As vezes afugentava um ou outro gato que vinha averiguar se haviam voltado a colocar comida na tigela do quintal. Não os perdoava por continuarem a visitar aquele lugar depois da morte da dona da casa. Permitia que eles continuassem a aparecer, só porque, mal ou bem, eles o ajudavam a lembrar do tempo em que, sem qualquer pudor, ele ia até lá, deitava-se no confortável sofá e dizia para ela:
- Vim aqui para matar as suas saudades e para que você faça festa para mim.
Ele parecia não se importar realmente com a primeira parte da frase, ela parecia não se importar com isso. Então sentava ao seu lado, colocava a cabeça dele sobre seu colo e lhe fazia um cafuné que lhe apaziguava as raivas e angústias sem motivo.
A vida inteira foi assim, a atenção que ele recebia era diretamente ligada ao seu interesse pelo mundo. E só agora se dava conta disso. Quando era tarde demais. A essa altura, muitos já haviam lhe voltado às costas, enfastiados da sua arrogância e do sarcasmo ácido e desdenhoso que cristalizavam a timidez e o medo com que contemplava o mundo.

Sua visão distorcida chegava a ser cômica em alguns casos, sobretudo quando questionava os amigos (tão poucos e tão menos fiéis do que ele pensava), como eles podiam se reunir, sem divertir, sem ele. Seu egocentrismo se manifestava até mesmo nos romances e poemas que ele nunca escrevia, mas que na sua concepção, eram muito mais densos e interessantes que os que ele lia.

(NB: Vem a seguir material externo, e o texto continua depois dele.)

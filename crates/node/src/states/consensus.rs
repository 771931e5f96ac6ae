//! Consensus: vote INIT and ACCEPT ballots, process proposals and save
//! blocks.
//!
//! The same handler runs the `Handover` state in quiet mode: it follows the
//! voteproofs handover X forwards, processes and saves like a voting node,
//! but signs no ballots. Each step is reported to X as a challenge instead.

use super::{sync_target, Ctx, Event, Handler, StateType, SwitchContext, SwitchResult};
use crate::handover::HandoverYBroker;
use crate::StatesError;
use async_trait::async_trait;
use isaac_core::ProcessorError;
use isaac_types::{
    AcceptBallotFact, Ballot, BallotFact, BlockMap, Hash, Height, Manifest, Stage, StagePoint,
    Voteproof,
};
use std::sync::Arc;
use std::time::Duration;
use tokio_util::sync::CancellationToken;
use tracing::{debug, info, trace};

pub(crate) struct ConsensusHandler {
    ctx: Ctx,
    quiet: bool,
    handover: Option<Arc<HandoverYBroker>>,
    cancel: CancellationToken,
    /// INIT voteproof of the current point.
    ivp: Option<Voteproof>,
    processed: bool,
    manifest: Option<Manifest>,
    /// ACCEPT majority that arrived before processing returned.
    pending_avp: Option<Voteproof>,
    /// Saved height waiting for its expels to be confirmed.
    unconfirmed: Option<Height>,
}

impl ConsensusHandler {
    pub(crate) fn new(ctx: Ctx, quiet: bool) -> Self {
        Self {
            ctx,
            quiet,
            handover: None,
            cancel: CancellationToken::new(),
            ivp: None,
            processed: false,
            manifest: None,
            pending_avp: None,
            unconfirmed: None,
        }
    }

    fn is_old_init(&self, ivp: &Voteproof) -> bool {
        let Some(current) = &self.ivp else {
            return false;
        };
        let (sp, current_sp) = (ivp.stage_point(), current.stage_point());
        sp < current_sp
            || (sp == current_sp && !(ivp.is_suffrage_confirm() && !current.is_suffrage_confirm()))
    }

    async fn new_init(&mut self, ivp: Voteproof) -> SwitchResult {
        if self.is_old_init(&ivp) {
            return Ok(None);
        }

        let sp = ivp.stage_point();
        let height = sp.height();
        let last = self.ctx.last_block_map();
        let last_height = last.as_ref().map(|m| m.height()).unwrap_or(Height::NIL);

        if height <= last_height {
            return Ok(None);
        }
        if height > last_height.next() {
            return Ok(Some(SwitchContext::Syncing {
                height: sync_target(&ivp),
            }));
        }
        if !self.quiet && !self.ctx.in_suffrage(height)? {
            debug!(%height, "not in suffrage; syncing");
            return Ok(Some(SwitchContext::Syncing {
                height: last_height,
            }));
        }

        let Some(fact) = ivp.majority().cloned() else {
            self.challenge(sp);
            return self.next_round(ivp);
        };

        if fact.previous_block() != last.as_ref().map(|m| m.manifest.hash()) {
            debug!(%height, "INIT majority on another previous block; syncing");
            self.cancel_processing().await;
            return Ok(Some(SwitchContext::Syncing {
                height: last_height,
            }));
        }

        if let Some(h) = self.unconfirmed.take() {
            (self.ctx.args.when_new_block_confirmed)(h);
        }

        if matches!(fact, BallotFact::EmptyProposalInit(_)) {
            debug!(stage_point = %sp, "empty proposal; next round");
            self.challenge(sp);
            return self.next_round(ivp);
        }

        if ivp.is_expel() && !ivp.is_suffrage_confirm() {
            self.ivp = Some(ivp.clone());
            if !self.quiet {
                self.suffrage_confirm(&ivp, &fact)?;
            }
            return Ok(None);
        }

        self.process(ivp, fact.proposal());
        Ok(None)
    }

    /// Vote that the expels of `ivp` are ratified before processing.
    fn suffrage_confirm(&self, ivp: &Voteproof, fact: &BallotFact) -> Result<(), StatesError> {
        let BallotFact::Init(init) = fact else {
            return Ok(());
        };
        debug!(stage_point = %ivp.stage_point(), expels = ivp.expels().len(), "suffrage confirm");

        let ballot = Ballot::new(
            Some(ivp.clone()),
            self.ctx.sign(BallotFact::SuffrageConfirm(init.clone())),
            ivp.expels().to_vec(),
        );
        self.ctx
            .args
            .broadcaster
            .broadcast_with_timer(ballot, Duration::ZERO)
    }

    fn process(&mut self, ivp: Voteproof, proposal: Hash) {
        self.ctx.args.stuck.clean();
        self.ivp = Some(ivp.clone());
        self.processed = false;
        self.manifest = None;
        self.pending_avp = None;

        let ctx = self.ctx.clone();
        let cancel = self.cancel.child_token();
        let point = ivp.stage_point().point;

        tokio::spawn(async move {
            let result: Result<Manifest, ProcessorError> = async {
                let previous = ctx.args.factory.manifest(point.height.prev()).await?;
                ctx.args
                    .processors
                    .process(cancel, point, proposal, previous, &ivp)
                    .await
            }
            .await;
            ctx.send_event(Event::Processed { ivp, result });
        });
    }

    async fn processed(
        &mut self,
        ivp: Voteproof,
        result: Result<Manifest, ProcessorError>,
    ) -> SwitchResult {
        if !matches!(&self.ivp, Some(current) if current.id() == ivp.id()) {
            return Ok(None);
        }
        let Some(majority) = ivp.majority() else {
            return Ok(None);
        };

        let sp = ivp.stage_point();
        let accept = |new_block| AcceptBallotFact {
            point: sp.point,
            proposal: majority.proposal(),
            new_block,
            expels: Vec::new(),
        };
        let fact = match result {
            Ok(manifest) => {
                let fact = BallotFact::Accept(accept(manifest.hash()));
                self.manifest = Some(manifest);
                fact
            }
            Err(ProcessorError::EmptyOperations) => {
                BallotFact::EmptyOperationsAccept(accept(Hash::ZERO))
            }
            Err(ProcessorError::NotProposalProcessorProcessed | ProcessorError::Canceled) => {
                if self.cancel.is_cancelled() {
                    return Ok(None);
                }
                BallotFact::NotProcessedAccept(accept(Hash::ZERO))
            }
            Err(e) => return Err(e.into()),
        };
        self.processed = true;
        debug!(stage_point = %sp, new_block = ?fact.new_block(), "proposal processed");

        if self.quiet {
            self.challenge(sp);
            self.ready(sp);
        } else {
            let ballot = Ballot::new(Some(ivp.clone()), self.ctx.sign(fact), Vec::new());
            let args = &self.ctx.args;
            args.broadcaster
                .broadcast_with_timer(ballot, args.params.wait_preparing_init_ballot)?;
            args.stuck.new_point(sp.with_stage(Stage::Accept));
        }

        match self.pending_avp.take() {
            Some(avp) => self.new_accept(avp).await,
            None => Ok(None),
        }
    }

    async fn new_accept(&mut self, avp: Voteproof) -> SwitchResult {
        let sp = avp.stage_point();
        let Some(ivp) = self.ivp.clone() else {
            let target = sync_target(&avp);
            if target > self.ctx.last_height() {
                return Ok(Some(SwitchContext::Syncing { height: target }));
            }
            return Ok(None);
        };

        let current = ivp.stage_point().point;
        if sp.height() > current.height {
            self.cancel_processing().await;
            return Ok(Some(SwitchContext::Syncing {
                height: sync_target(&avp),
            }));
        }
        if sp.point < current {
            return Ok(None);
        }

        let majority = avp.majority().cloned();
        if sp.point > current {
            return match majority {
                None => {
                    self.challenge(sp);
                    self.next_round(avp)
                }
                Some(_) => {
                    self.cancel_processing().await;
                    Ok(Some(SwitchContext::Syncing {
                        height: sp.height(),
                    }))
                }
            };
        }

        let Some(fact) = majority else {
            debug!(stage_point = %sp, "ACCEPT draw; syncing");
            self.cancel_processing().await;
            return Ok(Some(SwitchContext::Syncing {
                height: sync_target(&avp),
            }));
        };
        if matches!(
            fact,
            BallotFact::EmptyOperationsAccept(_) | BallotFact::NotProcessedAccept(_)
        ) {
            debug!(stage_point = %sp, "no block at this round; next round");
            self.challenge(sp);
            return self.next_round(avp);
        }

        if !self.processed {
            trace!(stage_point = %sp, "ACCEPT majority before processed; pending");
            self.pending_avp = Some(avp);
            return Ok(None);
        }
        let Some(manifest) = &self.manifest else {
            self.cancel_processing().await;
            return Ok(Some(SwitchContext::Syncing {
                height: sp.height(),
            }));
        };
        if fact.new_block() != Some(manifest.hash()) {
            debug!(stage_point = %sp, "ACCEPT majority on another block; syncing");
            self.cancel_processing().await;
            return Ok(Some(SwitchContext::Syncing {
                height: sp.height(),
            }));
        }

        self.save(avp, fact.proposal()).await
    }

    async fn save(&mut self, avp: Voteproof, proposal: Hash) -> SwitchResult {
        let sp = avp.stage_point();
        let args = &self.ctx.args;

        let map = match args
            .processors
            .save(self.cancel.child_token(), proposal, &avp)
            .await
        {
            Ok(map) => map,
            Err(ProcessorError::AlreadySaved) => match args.permanent.block_map(sp.height()) {
                Some(map) => map,
                None => return Ok(None),
            },
            Err(ProcessorError::NotProposalProcessorProcessed) => {
                return Ok(Some(SwitchContext::Syncing {
                    height: sp.height(),
                }))
            }
            Err(e) => return Err(e.into()),
        };
        self.manifest = None;
        info!(height = %map.height(), block = %map.manifest.hash(), "new block saved");

        (args.when_new_block_saved)(&map);
        if avp.is_expel() {
            self.unconfirmed = Some(map.height());
        } else {
            (args.when_new_block_confirmed)(map.height());
        }

        if self.quiet {
            self.challenge_block_map(sp, map);
            return Ok(None);
        }
        self.next_block(avp, &map);
        Ok(None)
    }

    fn next_block(&self, avp: Voteproof, map: &BlockMap) {
        let point = avp.stage_point().point.next_height();
        self.ctx.prepare_init_ballot(
            self.cancel.child_token(),
            point,
            Some(map.manifest.hash()),
            avp,
            self.ctx.args.params.wait_preparing_init_ballot,
        );
    }

    fn next_round(&self, vp: Voteproof) -> SwitchResult {
        if self.quiet {
            return Ok(None);
        }
        let point = vp.stage_point().point.next_round();
        let previous = self.ctx.last_block_map().map(|m| m.manifest.hash());
        debug!(%point, "next round");
        self.ctx
            .prepare_init_ballot(self.cancel.child_token(), point, previous, vp, Duration::ZERO);
        Ok(None)
    }

    async fn cancel_processing(&mut self) {
        self.ctx.args.processors.cancel().await;
        self.manifest = None;
        self.pending_avp = None;
    }

    fn challenge(&self, sp: StagePoint) {
        if let Some(y) = &self.handover {
            if let Err(e) = y.challenge_stage_point(sp) {
                debug!(stage_point = %sp, error = %e, "failed to challenge stage point");
            }
        }
    }

    fn challenge_block_map(&self, sp: StagePoint, map: BlockMap) {
        if let Some(y) = &self.handover {
            if let Err(e) = y.challenge_block_map(sp, map) {
                debug!(stage_point = %sp, error = %e, "failed to challenge block map");
            }
        }
    }

    fn ready(&self, sp: StagePoint) {
        if let Some(y) = &self.handover {
            if let Err(e) = y.ready(sp) {
                debug!(stage_point = %sp, error = %e, "failed to send ready");
            }
        }
    }
}

#[async_trait]
impl Handler for ConsensusHandler {
    fn state(&self) -> StateType {
        if self.quiet {
            StateType::Handover
        } else {
            StateType::Consensus
        }
    }

    async fn enter(&mut self, from: StateType, sctx: SwitchContext) -> SwitchResult {
        self.ctx.args.mimic.stop();

        match sctx {
            SwitchContext::Consensus { ivp } if !self.quiet => {
                self.ctx.shared.last_voteproofs.set(&ivp);
                self.new_init(ivp).await
            }
            SwitchContext::Handover { vp } if self.quiet => {
                self.handover = self.ctx.handover_y();
                if self.handover.is_none() {
                    return Ok(Some(SwitchContext::Syncing {
                        height: self.ctx.last_height(),
                    }));
                }
                match vp {
                    Some(vp) => self.new_voteproof(vp).await,
                    None => Ok(None),
                }
            }
            other => Err(StatesError::WrongSwitch {
                from,
                to: other.state(),
            }),
        }
    }

    async fn exit(&mut self, to: &SwitchContext) {
        self.cancel.cancel();
        let args = &self.ctx.args;
        args.broadcaster.stop_timers();
        args.stuck.clean();
        if !matches!(
            to,
            SwitchContext::Consensus { .. } | SwitchContext::Handover { .. }
        ) {
            args.processors.cancel().await;
        }
    }

    async fn new_voteproof(&mut self, vp: Voteproof) -> SwitchResult {
        match vp.stage() {
            Stage::Init => self.new_init(vp).await,
            Stage::Accept => self.new_accept(vp).await,
        }
    }

    async fn on_event(&mut self, event: Event) -> SwitchResult {
        match event {
            Event::Processed { ivp, result } => self.processed(ivp, result).await,
            _ => Ok(None),
        }
    }
}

Só agora ela se dava conta, desde a adolescência as únicas alterações significativas em sua vida consistiam em duas ou três mortes de pessoas que nutriam por ele um carinho que se sobrepunha a sua arrogância e egoísmo. Esses sentimentos mesquinhos direcionavam sua vida.
Caminhando pela casa de sua avó contemplava a solidão. Sentado no sofá onde se deitava, quando jovem, visitava o sótão de si mesmo. E, como de hábito, ao manipular suas lembranças, tentava ser complacente com os próprios erros.
Horas depois, voltou para sua casa e dessa vez sentado na sua sala, pegou suas anotações e começou a escrever. Para ele, aquela ainda era uma vergonha quase secreta, uma obsessão eternamente adiada. Mas, naquele momento, determinado, fez poesias por quase duas horas, sem pensar em mais nada. Até que, num estalo, perdeu a concentração e releu tudo.
Ao terminar, bufou, estalou a boca e foi até a cozinha beber água. Ao voltar, organizou as anotações e levo-as até o armário, guardando-as com a minúcia típica de quem tão cedo não voltará a tocar naqueles documentos. Foi quando, falando sozinho, talvez para espantar seu isolamento, talvez para se convencer melhor, disse:
- Enquanto não fizer isso posso acreditar que se o fizer, farei bem.